En Martinique, on se souvient en effet avec aigreur du discours prononcé par le chef de l'Etat en juillet dernier à Dakar. "Le drame de l’Afrique, c’est que l'homme africain n'est pas assez entré dans l'histoire" déclarait alors Nicolas Sarkozy. Des propos qui avaient heurté la population. Le porte-parole du CRAN (Conseil représentatif des associations noires) mettait en garde il y a quelques jours : "Que Nicolas Sarkozy aille aux obsèques, très bien, mais il faut alors qu'il y ait rupture avec les discours de Dakar et de Toulon (sur "l'immigration maîtrisée", NDLR) sinon ce ne sera qu'une pure mascarade", estimait Louis-George Tin.

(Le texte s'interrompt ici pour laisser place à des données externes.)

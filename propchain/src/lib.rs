#![deny(missing_docs, unsafe_code)]
#![warn(clippy::all, clippy::pedantic)]
#![allow(clippy::module_name_repetitions)]

//! # propchain
//!
//! Layered property resolution.
//!
//! An [`Environment`] answers "what is the effective value of this key" over
//! an ordered chain of named property sources: maps, the process
//! environment, command-line arguments and YAML/JSON/`.env` files. Values
//! may reference other keys with `#{key}` or `#{key:fallback}`; references
//! are expanded recursively, with cycle detection. The result can be
//! converted to strings, integers, floats, booleans, durations, lists and
//! flat maps.
//!
//! The same environment tracks active and default profiles and evaluates
//! profile expressions such as `dev & !test` or `(a | b) & !c`.
//!
//! ## Core Types
//!
//! - [`Environment`] and [`EnvironmentBuilder`]: resolution and profile state
//! - [`SourceChain`] and [`PropertySource`]: the ordered sources
//! - [`PlaceholderExpander`]: placeholder syntax and expansion
//! - [`ConversionService`]: conversion to target [`Shape`]s
//! - [`Profiles`]: parsed profile expressions
//! - [`Error`] and [`Result`]: error handling types
//! - [`Logger`] and [`LogLevel`]: logging infrastructure
//!
//! ## Examples
//!
//! ```
//! use std::sync::Arc;
//! use propchain::source::MapSource;
//! use propchain::Environment;
//!
//! let env = Environment::builder()
//!     .without_system_environment()
//!     .with_source(Arc::new(MapSource::new("site").with("domain", "example.com")))
//!     .with_default("host", "api.#{domain}")
//!     .with_default("timeout", "30s")
//!     .with_active_profiles(["prod"])
//!     .build()
//!     .unwrap();
//!
//! assert_eq!(env.get_required("host").unwrap(), "api.example.com");
//! assert_eq!(
//!     env.get_as::<std::time::Duration>("timeout").unwrap(),
//!     Some(std::time::Duration::from_secs(30))
//! );
//! assert!(env.accepts(&["prod & !test"]).unwrap());
//! ```

pub mod chain;
pub mod convert;
pub mod environment;
pub mod error;
pub mod logging;
pub mod placeholder;
pub mod profiles;
pub mod source;
pub mod value;

// Re-export key types at crate root for convenience
pub use chain::{OrderRule, SourceChain};
pub use convert::{ConversionService, FromValue, Shape};
pub use environment::{Environment, EnvironmentBuilder};
pub use error::{Error, Result};
pub use logging::{init_logger, LogLevel, Logger};
pub use placeholder::{Mode, PlaceholderExpander};
pub use profiles::{ProfileExpr, ProfileParseError, Profiles};
pub use source::{PropertySource, SharedSource};
pub use value::Value;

Au delà du ressenti de la population, il y a surtout le respect dû au défunt : Aimé Césaire et le président ont toujours entretenu des relations assez chaotiques. Le poète n'appréciait guère les positions de l'ancien ministre de l'Intérieur sur la présence française outre-mer. En 2005, Césaire, qui recevait régulièrement les personnalités en visite en Martinique, avait même refusé de le rencontrer. Objet du litige: la loi de février 2005, dont un article mentionnait "le rôle positif de la présence française outre-mer". Une formule que le père de la "négritude", de tous les combats contre le colonialisme, ne pouvait accepter. En mars 2006, il avait finalement reçu Nicolas Sarkozy, lui offrant son célèbre pamphlet "Discours sur le Colonialisme" de 1950.